Le 8 mars 2002 - 1088 mots

Depuis trente ans, Jan et Marie-Anne Krugier-Poniatowski collectionnent le dessin. À l’occasion de la Semaine du dessin, le Musée Jacquemart-André, à Paris, offre ses cimaises à une sélection de ces trésors. Dans un entretien, Jan Krugier nous expose les fondements de cette passion.

Comment a débuté votre collection de dessins ?
La première œuvre que nous avons acquise est un dessin de Seurat, en vente publique chez Sotheby’s, pour 12 000 dollars. J’ai toujours eu une passion pour le dessin. Le dessin, c’est le premier cri et l’on ne peut pas tricher. Même les repentirs sont passionnants d’une certaine façon. La première manifestation de l’homme, c’était le dessin. Vous le retrouvez dans les grottes de Lascaux, partout. Ensuite, ce qui me bouleverse dans le dessin – je parle d’un dessin plus tardif du baroque italien, de cette  Contre-Réforme qui me gêne terriblement déjà –, c’est que le non-dit est le plus important.

Comment cette collection est-elle montrée chez vous ?

Dans le noir ! Cela révolte ma femme. Je suis un homme âgé, et je veux en profiter. Les dessins sont encadrés avec des verres protecteurs, mais je n’y crois pas beaucoup. Je change souvent l’accrochage parce que je ne veux pas tout garder chez moi à cause de l’assurance. J’ai un local dans le Port franc de Genève où les dessins sont dans des classeurs. Mais je conserve chez moi entre 60 et 100 dessins.

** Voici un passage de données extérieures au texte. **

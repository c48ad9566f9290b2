//! Snapshot service for bloq
//!
//! [`SnapshotService`] sits between callers and the evolution engine. It
//! fingerprints each request (circuit, noise, focus qubit), runs the engine
//! at most once per fingerprint, and offers persistence, export and
//! measurement on top of the cached snapshots.
//!
//! Persistence and export are reached through the async [`ports`];
//! [`adapters`] holds an in-memory repository and an OpenQASM 3 / JSON
//! exporter.
//!
//! # Example
//!
//! ```
//! use bloq_core::{Circuit, Gate, MeasurementAxis};
//! use bloq_service::{InMemoryCircuitRepository, ServiceConfig, SnapshotService};
//! use bloq_sim::{EngineConfig, EvolutionEngine};
//! use std::sync::Arc;
//!
//! # tokio::runtime::Builder::new_current_thread().build().unwrap().block_on(async {
//! let engine = EvolutionEngine::new(EngineConfig::default()).unwrap();
//! let service = SnapshotService::new(
//!     Arc::new(engine),
//!     Arc::new(InMemoryCircuitRepository::new()),
//!     ServiceConfig::default(),
//! );
//!
//! let circuit = Circuit::from_gates(1, [Gate::new("X", [0])]).unwrap();
//! let snapshots = service.generate(&circuit, None, None).await.unwrap();
//! assert_eq!(snapshots.len(), 2);
//!
//! let result = service
//!     .measure(&circuit, MeasurementAxis::Z, Some(32), None, None, Some(1))
//!     .await
//!     .unwrap();
//! assert_eq!(result.counts.minus, 32);
//! # });
//! ```

pub mod adapters;
pub mod cache;
pub mod config;
pub mod error;
pub mod ports;
pub mod service;

pub use adapters::{InMemoryCircuitRepository, StandardExporter};
pub use cache::{CacheKey, CacheStats, OrderedFloat, SnapshotCache};
pub use config::{MeasurementNoise, ServiceConfig};
pub use error::{Result, ServiceError};
pub use ports::{CircuitRepository, CircuitSummary, SnapshotExporter, StoredCircuit};
pub use service::{ExportBundle, SnapshotService, SnapshotSet};
//! Kraus channel evolution on density matrices

use approx::assert_relative_eq;
use bloq_core::{MeasurementAxis, NoiseChannel, NoiseConfig};
use bloq_gates::standard::rotation_x;
use bloq_gates::{controlled, matrices, Operator};
use bloq_state::{attenuate, reduce, sample, DensityMatrix};

fn kraus(channel: NoiseChannel) -> Vec<Operator> {
    channel
        .kraus_operators()
        .iter()
        .map(|k| Operator::single(k.matrix()))
        .collect()
}

/// |+i⟩ tilted towards |0⟩: Bloch (0, 0.6, 0.8)
fn tilted_state() -> DensityMatrix {
    let mut rho = DensityMatrix::new(1).unwrap();
    let rx = rotation_x(-(0.6f64).asin());
    rho.apply_operator(&Operator::single(&rx), &[0]).unwrap();
    rho
}

#[test]
fn tilted_state_fixture() {
    let bloch = reduce(&tilted_state(), 0).unwrap().bloch;
    assert_relative_eq!(bloch.x(), 0.0, epsilon = 1e-12);
    assert_relative_eq!(bloch.y(), 0.6, epsilon = 1e-12);
    assert_relative_eq!(bloch.z(), 0.8, epsilon = 1e-12);
}

#[test]
fn depolarizing_shrinks_uniformly() {
    let p = 0.3;
    let mut rho = tilted_state();
    rho.apply_channel(&kraus(NoiseChannel::Depolarizing(p)), &[0])
        .unwrap();
    let bloch = reduce(&rho, 0).unwrap().bloch;
    assert_relative_eq!(bloch.y(), 0.6 * (1.0 - p), epsilon = 1e-12);
    assert_relative_eq!(bloch.z(), 0.8 * (1.0 - p), epsilon = 1e-12);
}

#[test]
fn amplitude_damping_pulls_towards_ground() {
    let gamma = 0.4;
    let mut rho = tilted_state();
    rho.apply_channel(&kraus(NoiseChannel::AmplitudeDamping(gamma)), &[0])
        .unwrap();
    let bloch = reduce(&rho, 0).unwrap().bloch;
    assert_relative_eq!(bloch.y(), 0.6 * (1.0 - gamma).sqrt(), epsilon = 1e-12);
    assert_relative_eq!(bloch.z(), 0.8 * (1.0 - gamma) + gamma, epsilon = 1e-12);
}

#[test]
fn phase_damping_only_touches_transverse_components() {
    let lambda = 0.5;
    let mut rho = tilted_state();
    rho.apply_channel(&kraus(NoiseChannel::PhaseDamping(lambda)), &[0])
        .unwrap();
    let bloch = reduce(&rho, 0).unwrap().bloch;
    assert_relative_eq!(bloch.y(), 0.6 * (1.0 - lambda), epsilon = 1e-12);
    assert_relative_eq!(bloch.z(), 0.8, epsilon = 1e-12);
}

#[test]
fn channels_preserve_trace_on_entangled_pairs() {
    let mut rho = DensityMatrix::new(2).unwrap();
    rho.apply_operator(&Operator::single(&matrices::HADAMARD), &[0])
        .unwrap();
    rho.apply_operator(&controlled(&matrices::PAULI_X, 1), &[1, 0])
        .unwrap();

    let noise = NoiseConfig::new()
        .with_depolarizing(0.2)
        .with_amplitude_damping(0.3)
        .with_phase_damping(0.1);
    for channel in noise.channels() {
        for qubit in 0..2 {
            rho.apply_channel(&kraus(channel), &[qubit]).unwrap();
        }
    }

    assert!(rho.is_valid(1e-10));
    assert!(rho.purity() < 1.0);
    let reduced = reduce(&rho, 1).unwrap();
    assert_relative_eq!(
        reduced.probabilities[0] + reduced.probabilities[1],
        1.0,
        epsilon = 1e-12
    );
}

#[test]
fn attenuation_is_coarser_than_channel_evolution() {
    let p = 0.2;
    let mut rho = tilted_state();
    rho.apply_channel(&kraus(NoiseChannel::Depolarizing(p)), &[0])
        .unwrap();
    let exact = reduce(&rho, 0).unwrap().bloch;

    let coarse = attenuate(
        &reduce(&tilted_state(), 0).unwrap().bloch,
        &NoiseConfig::depolarizing(p),
    );
    assert!(coarse.magnitude() < exact.magnitude());
}

#[test]
fn sampling_a_reduced_state() {
    let bloch = reduce(&tilted_state(), 0).unwrap().bloch;
    let result = sample(&bloch, MeasurementAxis::Y, 1000, Some(17));
    assert_relative_eq!(result.probabilities.plus, 0.8, epsilon = 1e-12);
    assert_eq!(result.counts.total(), 1000);
    // 800 expected, binomial std ≈ 12.6
    assert!((700..=900).contains(&result.counts.plus));
    assert_eq!(result.overlay_vector, [0.0, 1.0, 0.0]);
}
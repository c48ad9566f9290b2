//! OpenQASM 3 and JSON export

use crate::ports::SnapshotExporter;
use anyhow::Result;
use async_trait::async_trait;
use bloq_core::{Circuit, Gate, GateKind, Snapshot};
use bloq_sim::compile_gate;
use num_complex::Complex64;
use serde::Serialize;
use std::collections::BTreeMap;
use std::fmt::Write;

/// Exporter producing OpenQASM 3 text and a pretty-printed JSON snapshot array
#[derive(Debug, Clone, Copy, Default)]
pub struct StandardExporter;

impl StandardExporter {
    pub fn new() -> Self {
        Self
    }

    /// Render `circuit` as an OpenQASM 3 program
    ///
    /// Annotation pseudo-gates become comments.
    pub fn to_qasm(circuit: &Circuit) -> Result<String> {
        let mut out = String::new();
        writeln!(out, "OPENQASM 3.0;")?;
        writeln!(out, "include \"stdgates.inc\";")?;
        writeln!(out, "qubit[{}] q;", circuit.qubit_count())?;
        if let Some(phase) = circuit.global_phase().filter(|p| *p != 0.0) {
            writeln!(out, "gphase({});", phase)?;
        }

        for gate in circuit.gates() {
            write_gate(&mut out, gate)?;
        }
        Ok(out)
    }

    /// Render snapshots as a JSON array
    pub fn to_json(snapshots: &[Snapshot]) -> Result<String> {
        let entries: Vec<SnapshotEntry<'_>> = snapshots.iter().map(SnapshotEntry::from).collect();
        Ok(serde_json::to_string_pretty(&entries)?)
    }
}

#[async_trait]
impl SnapshotExporter for StandardExporter {
    async fn export_qasm(&self, circuit: &Circuit) -> Result<String> {
        Self::to_qasm(circuit)
    }

    async fn export_json(&self, snapshots: &[Snapshot]) -> Result<String> {
        Self::to_json(snapshots)
    }
}

fn write_gate(out: &mut String, gate: &Gate) -> Result<()> {
    let compiled = compile_gate(gate)?;
    let operand = |q: &usize| format!("q[{}]", q);
    let angle = gate.parameters().first().copied().unwrap_or(0.0);

    let base = match compiled.kind {
        GateKind::Annotation(kind) => {
            let targets: Vec<String> = gate.targets().iter().map(operand).collect();
            writeln!(out, "// {} {}", kind.name().to_lowercase(), targets.join(", "))?;
            return Ok(());
        }
        GateKind::Reset => {
            for target in gate.targets() {
                writeln!(out, "reset {};", operand(target))?;
            }
            return Ok(());
        }
        GateKind::Cx | GateKind::Cz => {
            let name = if compiled.kind == GateKind::Cx { "cx" } else { "cz" };
            writeln!(
                out,
                "{} {}, {};",
                name,
                operand(&gate.controls()[0]),
                operand(&gate.targets()[0])
            )?;
            return Ok(());
        }
        GateKind::I => "id".to_string(),
        GateKind::X => "x".to_string(),
        GateKind::Y => "y".to_string(),
        GateKind::Z => "z".to_string(),
        GateKind::H => "h".to_string(),
        GateKind::S => "s".to_string(),
        GateKind::Sdg => "sdg".to_string(),
        GateKind::T => "t".to_string(),
        GateKind::Tdg => "tdg".to_string(),
        GateKind::Sx => "sx".to_string(),
        GateKind::Sxdg => "inv @ sx".to_string(),
        GateKind::Phase => format!("p({})", angle),
        GateKind::Rx => format!("rx({})", angle),
        GateKind::Ry => format!("ry({})", angle),
        GateKind::Rz => format!("rz({})", angle),
    };

    let controls: Vec<String> = gate.controls().iter().map(operand).collect();
    for target in gate.targets() {
        if controls.is_empty() {
            writeln!(out, "{} {};", base, operand(target))?;
        } else {
            writeln!(
                out,
                "ctrl({}) @ {} {}, {};",
                controls.len(),
                base,
                controls.join(", "),
                operand(target)
            )?;
        }
    }
    Ok(())
}

#[derive(Serialize)]
struct ComplexEntry {
    re: f64,
    im: f64,
}

impl From<&Complex64> for ComplexEntry {
    fn from(value: &Complex64) -> Self {
        Self {
            re: value.re,
            im: value.im,
        }
    }
}

#[derive(Serialize)]
struct BlochEntry {
    x: f64,
    y: f64,
    z: f64,
}

#[derive(Serialize)]
struct SnapshotEntry<'a> {
    step: usize,
    probabilities: [f64; 2],
    purity: f64,
    radius: f64,
    global_phase: Option<f64>,
    focus_qubit: usize,
    metadata: &'a BTreeMap<String, String>,
    bloch: BlochEntry,
    #[serde(skip_serializing_if = "Option::is_none")]
    statevector: Option<Vec<ComplexEntry>>,
    density_matrix: Vec<ComplexEntry>,
}

impl<'a> From<&'a Snapshot> for SnapshotEntry<'a> {
    fn from(snapshot: &'a Snapshot) -> Self {
        Self {
            step: snapshot.step,
            probabilities: snapshot.probabilities,
            purity: snapshot.purity,
            radius: snapshot.bloch_radius,
            global_phase: snapshot.global_phase,
            focus_qubit: snapshot.focus_qubit,
            metadata: &snapshot.metadata,
            bloch: BlochEntry {
                x: snapshot.bloch.x(),
                y: snapshot.bloch.y(),
                z: snapshot.bloch.z(),
            },
            statevector: snapshot
                .statevector
                .as_ref()
                .map(|amps| amps.iter().map(ComplexEntry::from).collect()),
            density_matrix: snapshot.density_matrix.iter().map(ComplexEntry::from).collect(),
        }
    }
}

#[cfg(test)]
mod tests {
    use super::*;
    use bloq_sim::{EngineConfig, EvolutionEngine};

    #[test]
    fn test_qasm_header_and_gates() {
        let circuit = Circuit::from_gates(
            2,
            [
                Gate::new("H", [0]),
                Gate::new("CNOT", [1]).with_controls([0]),
                Gate::new("RZ", [1]).with_parameters([0.5]),
                Gate::new("SX†", [0]),
                Gate::new("X", [0]).with_controls([1]),
                Gate::new("RESET", [0, 1]),
                Gate::new("MEASURE_Z", [1]),
            ],
        )
        .unwrap()
        .with_global_phase(0.25);

        let qasm = StandardExporter::to_qasm(&circuit).unwrap();
        let lines: Vec<&str> = qasm.lines().collect();
        assert_eq!(
            lines,
            vec![
                "OPENQASM 3.0;",
                "include \"stdgates.inc\";",
                "qubit[2] q;",
                "gphase(0.25);",
                "h q[0];",
                "cx q[0], q[1];",
                "rz(0.5) q[1];",
                "inv @ sx q[0];",
                "ctrl(1) @ x q[1], q[0];",
                "reset q[0];",
                "reset q[1];",
                "// measure_z q[1]",
            ]
        );
    }

    #[test]
    fn test_qasm_rejects_unknown_gate() {
        let circuit = Circuit::from_gates(1, [Gate::new("U3", [0])]).unwrap();
        assert!(StandardExporter::to_qasm(&circuit).is_err());
    }

    #[test]
    fn test_json_fields() {
        let engine = EvolutionEngine::new(EngineConfig::default()).unwrap();
        let circuit = Circuit::from_gates(1, [Gate::new("H", [0])]).unwrap();
        let snapshots = engine.simulate(&circuit, None, None).unwrap();

        let json = StandardExporter::to_json(&snapshots).unwrap();
        let value: serde_json::Value = serde_json::from_str(&json).unwrap();
        let entries = value.as_array().unwrap();
        assert_eq!(entries.len(), 2);

        let last = &entries[1];
        assert_eq!(last["step"], 1);
        assert_eq!(last["metadata"]["gate"], "H");
        assert!((last["bloch"]["x"].as_f64().unwrap() - 1.0).abs() < 1e-9);
        assert_eq!(last["statevector"].as_array().unwrap().len(), 2);
        assert_eq!(last["density_matrix"].as_array().unwrap().len(), 4);
        assert!(last["density_matrix"][0]["re"].is_number());
        assert!(last["global_phase"].is_null());
    }

    #[tokio::test]
    async fn test_port_delegates() {
        let exporter = StandardExporter::new();
        let circuit = Circuit::new(1).unwrap();
        let qasm = exporter.export_qasm(&circuit).await.unwrap();
        assert!(qasm.starts_with("OPENQASM 3.0;"));
        assert_eq!(exporter.export_json(&[]).await.unwrap(), "[]");
    }
}
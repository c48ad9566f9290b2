//! Projective sampling of a single-qubit Bloch vector
//!
//! Outcomes are drawn i.i.d. from `{plus, minus}` with
//! `p_plus = (1 + b·axis) / 2`. Passing a seed makes the sample sequence
//! reproducible.

use bloq_core::{
    BlochVector, MeasurementAxis, MeasurementResult, NoiseConfig, Outcome, OutcomeCounts,
    OutcomeProbabilities,
};
use rand::rngs::StdRng;
use rand::{Rng, SeedableRng};

/// Longest run and switch count of an outcome sequence
#[derive(Debug, Clone, Copy, PartialEq, Eq, Default)]
pub struct RunStats {
    pub longest_run: usize,
    /// First symbol to reach `longest_run`; `None` for an empty sequence
    pub longest_symbol: Option<Outcome>,
    pub switches: usize,
}

/// `(p_plus, p_minus)` for measuring `bloch` along `axis`
pub fn axis_probabilities(bloch: &BlochVector, axis: MeasurementAxis) -> OutcomeProbabilities {
    let dot = bloch.dot(axis.unit_vector()).clamp(-1.0, 1.0);
    let plus = (1.0 + dot) / 2.0;
    OutcomeProbabilities {
        plus,
        minus: 1.0 - plus,
    }
}

/// Draw `shots` outcomes, seeded when `seed` is given
///
/// # Example
///
/// ```
/// use bloq_core::{BlochVector, MeasurementAxis, Outcome};
/// use bloq_state::sample;
///
/// let result = sample(&BlochVector::north(), MeasurementAxis::Z, 16, Some(7));
/// assert_eq!(result.counts.plus, 16);
/// assert!(result.samples.iter().all(|s| *s == Outcome::Plus));
/// ```
pub fn sample(
    bloch: &BlochVector,
    axis: MeasurementAxis,
    shots: usize,
    seed: Option<u64>,
) -> MeasurementResult {
    let mut rng = match seed {
        Some(seed) => StdRng::seed_from_u64(seed),
        None => StdRng::from_entropy(),
    };
    sample_with_rng(bloch, axis, shots, &mut rng)
}

/// Draw `shots` outcomes from a caller-supplied random source
pub fn sample_with_rng<R: Rng + ?Sized>(
    bloch: &BlochVector,
    axis: MeasurementAxis,
    shots: usize,
    rng: &mut R,
) -> MeasurementResult {
    let probabilities = axis_probabilities(bloch, axis);

    let samples: Vec<Outcome> = (0..shots)
        .map(|_| {
            if rng.gen::<f64>() < probabilities.plus {
                Outcome::Plus
            } else {
                Outcome::Minus
            }
        })
        .collect();

    let plus = samples.iter().filter(|s| **s == Outcome::Plus).count();
    let counts = OutcomeCounts {
        plus,
        minus: shots - plus,
    };

    let (mean, standard_deviation) = moments(&samples);
    let runs = analyze_runs(&samples);

    let sign = counts.majority().value();
    let overlay_vector = axis.unit_vector().map(|c| c * sign);

    MeasurementResult {
        step: 0,
        axis,
        shots,
        counts,
        probabilities,
        overlay_vector,
        samples,
        mean,
        standard_deviation,
        longest_run: runs.longest_run,
        longest_symbol: runs.longest_symbol,
        switches: runs.switches,
    }
}

/// Mean and population standard deviation of the ±1 encoding
fn moments(samples: &[Outcome]) -> (f64, f64) {
    if samples.is_empty() {
        return (0.0, 0.0);
    }
    let n = samples.len() as f64;
    let mean = samples.iter().map(Outcome::value).sum::<f64>() / n;
    let variance = samples
        .iter()
        .map(|s| (s.value() - mean).powi(2))
        .sum::<f64>()
        / n;
    (mean, variance.sqrt())
}

/// Single pass over `samples` for the longest run and the switch count
///
/// Ties keep the run seen first.
pub fn analyze_runs(samples: &[Outcome]) -> RunStats {
    let Some((&first, rest)) = samples.split_first() else {
        return RunStats::default();
    };

    let mut stats = RunStats {
        longest_run: 1,
        longest_symbol: Some(first),
        switches: 0,
    };
    let mut current = first;
    let mut run = 1;

    for &outcome in rest {
        if outcome == current {
            run += 1;
        } else {
            stats.switches += 1;
            current = outcome;
            run = 1;
        }
        if run > stats.longest_run {
            stats.longest_run = run;
            stats.longest_symbol = Some(current);
        }
    }

    stats
}

/// Approximate channel attenuation applied directly to a Bloch vector
///
/// Depolarizing scales every component by `max(0, 1 − 2p)`, phase damping
/// scales x and y by `max(0, 1 − λ)`, amplitude damping maps
/// `z → z(1 − γ) + γ`. Coarser than evolving the density matrix.
pub fn attenuate(bloch: &BlochVector, noise: &NoiseConfig) -> BlochVector {
    let [x, y, z] = bloch.to_array();
    let [p, gamma, lambda] = noise.strengths();

    let depol = (1.0 - 2.0 * p).max(0.0);
    let (mut x, mut y, mut z) = (x * depol, y * depol, z * depol);

    let dephase = (1.0 - lambda).max(0.0);
    x *= dephase;
    y *= dephase;

    if gamma > 0.0 {
        z = z * (1.0 - gamma) + gamma;
    }

    BlochVector::new(x, y, z)
}
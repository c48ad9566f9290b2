//! Gate compilation
//!
//! Each [`Gate`] is turned into a list of [`Action`]s before evolution
//! starts, so an invalid gate anywhere in the circuit is reported before a
//! single matrix multiplication happens.

use bloq_core::{AnnotationKind, Circuit, Gate, GateKind, QuantumError, Result};
use bloq_gates::{controlled, single_qubit_matrix, Operator};
use smallvec::SmallVec;
use std::collections::BTreeMap;

/// One primitive applied to the state
#[derive(Debug, Clone, PartialEq)]
pub enum Action {
    /// Unitary with operand `i` bound to `qubits[i]` (target first, then controls)
    Unitary {
        operator: Operator,
        qubits: SmallVec<[usize; 3]>,
    },
    /// Reset channel on one qubit
    Reset { qubit: usize },
    /// Marker with no effect on the state
    Annotation(AnnotationKind),
}

/// A validated gate ready for evolution
#[derive(Debug, Clone, PartialEq)]
pub struct CompiledGate {
    pub kind: GateKind,
    pub actions: Vec<Action>,
    /// Snapshot metadata: `gate`, `targets`, `controls`
    pub metadata: BTreeMap<String, String>,
}

impl CompiledGate {
    /// Whether any action resets a qubit
    pub fn resets(&self) -> bool {
        self.actions
            .iter()
            .any(|action| matches!(action, Action::Reset { .. }))
    }
}

/// Compile every gate of `circuit`, failing on the first invalid one
pub fn compile_circuit(circuit: &Circuit) -> Result<Vec<CompiledGate>> {
    circuit.validate()?;
    circuit.gates().iter().map(compile_gate).collect()
}

/// Validate a single gate and build its actions
pub fn compile_gate(gate: &Gate) -> Result<CompiledGate> {
    let kind = gate.kind()?;
    let targets = gate.targets();
    let controls = gate.controls();

    let actions = match kind {
        GateKind::Annotation(annotation) => vec![Action::Annotation(annotation)],
        GateKind::Cx | GateKind::Cz => {
            if targets.len() != 1 || controls.len() != 1 {
                return Err(QuantumError::invalid_arity(
                    gate.name(),
                    (1, 1),
                    (targets.len(), controls.len()),
                ));
            }
            check_topology(gate)?;

            let matrix = single_qubit_matrix(kind, gate.parameters())?;
            vec![Action::Unitary {
                operator: controlled(&matrix, 1),
                qubits: SmallVec::from_slice(&[targets[0], controls[0]]),
            }]
        }
        GateKind::Reset => {
            if targets.is_empty() || !controls.is_empty() {
                return Err(QuantumError::invalid_arity(
                    gate.name(),
                    (targets.len().max(1), 0),
                    (targets.len(), controls.len()),
                ));
            }
            check_topology(gate)?;
            targets
                .iter()
                .map(|&qubit| Action::Reset { qubit })
                .collect()
        }
        _ => {
            if targets.is_empty() {
                return Err(QuantumError::invalid_arity(
                    gate.name(),
                    (1, controls.len()),
                    (0, controls.len()),
                ));
            }
            check_topology(gate)?;

            let matrix = single_qubit_matrix(kind, gate.parameters())?;
            let operator = if controls.is_empty() {
                Operator::single(&matrix)
            } else {
                controlled(&matrix, controls.len())
            };

            targets
                .iter()
                .map(|&target| {
                    let mut qubits = SmallVec::with_capacity(1 + controls.len());
                    qubits.push(target);
                    qubits.extend_from_slice(controls);
                    Action::Unitary {
                        operator: operator.clone(),
                        qubits,
                    }
                })
                .collect()
        }
    };

    Ok(CompiledGate {
        kind,
        actions,
        metadata: step_metadata(gate),
    })
}

/// Reject repeated indices within or across targets and controls
fn check_topology(gate: &Gate) -> Result<()> {
    let mut seen: SmallVec<[usize; 4]> = SmallVec::new();
    for qubit in gate.qubits() {
        if seen.contains(&qubit) {
            return Err(QuantumError::invalid_topology(gate.name(), qubit));
        }
        seen.push(qubit);
    }
    Ok(())
}

fn step_metadata(gate: &Gate) -> BTreeMap<String, String> {
    let join = |indices: &[usize]| {
        indices
            .iter()
            .map(usize::to_string)
            .collect::<Vec<_>>()
            .join(",")
    };

    BTreeMap::from([
        ("gate".to_string(), gate.name().to_string()),
        ("targets".to_string(), join(gate.targets())),
        ("controls".to_string(), join(gate.controls())),
    ])
}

Quelle est l’ampleur de cet ensemble ?

Nous en montrons environ un quart au Musée Jacquemart-André où j’ai conçu l’accrochage. L’exposition commence évidemment par les Italiens avec le Triomphe de l’éternité qui se situe entre Piero della Francesca et Francesco del Cossa, de Ferrare. Subitement, vous verrez pour la première fois en France une très grande toile de Picasso. Le peintre était allé avec Olga à Naples, puis à Pompei. En revenant de Pompei, il a fait ce tableau qui est unique, L’Entretien. C’est une œuvre hors du temps. La bataille chez moi est peut-être illusoire, c’est le côté en dehors du temps, les correspondances entre des dessins anciens et les dessins modernes.
Votre collection couvre justement de nombreuses périodes historiques jusqu’au XXe siècle.
Mettez côte à côte un dessin des grottes de Lascaux et un autre de Miró. Le dessin des grottes de Lascaux est sacral, habité, en dehors de l’esthétique, des conventions, alors qu’un Miró est très lié à l’esthétique. Il y a un seul cas au XXe siècle, c’est Picasso, qui se bat toujours contre l’esthétique, et ensuite Giacometti. En Occident, depuis le XIXe siècle, tout est lié à certaines conventions. Je me bats contre l’esthétique. Pour moi, c’est “to be or not to be”. Et je le retrouve dans le dessin. On ne peut pas tricher, on ne peut pas vernir, comme à Tefaf Maastricht où l’on passe à côté de sept kilomètres de vases et de fleurs. Au fond, le problème de notre civilisation, c’est de retrouver les traces que nous avons complètement perdues. Nous sommes dans une situation extrêmement critique. On montre des choses virtuelles, des cassettes. On vend une photographie d’un Allemand avec le Panthéon en promettant au collectionneur qu’il aura son Panthéon, pour 280 000 dollars. Ce sont des choses liées à des conventions momentanées. La notion même du goût est très relative. En revanche, si l’on prend un Rembrandt, la question du goût ne se pose pas, surtout dans sa dernière période. Il dépasse le côté conventionnel. Récemment, je me suis fâché avec un collectionneur américain parce que je lui ai dit : “Warhol, dans le meilleur des cas, c’est votre Van Dongen.”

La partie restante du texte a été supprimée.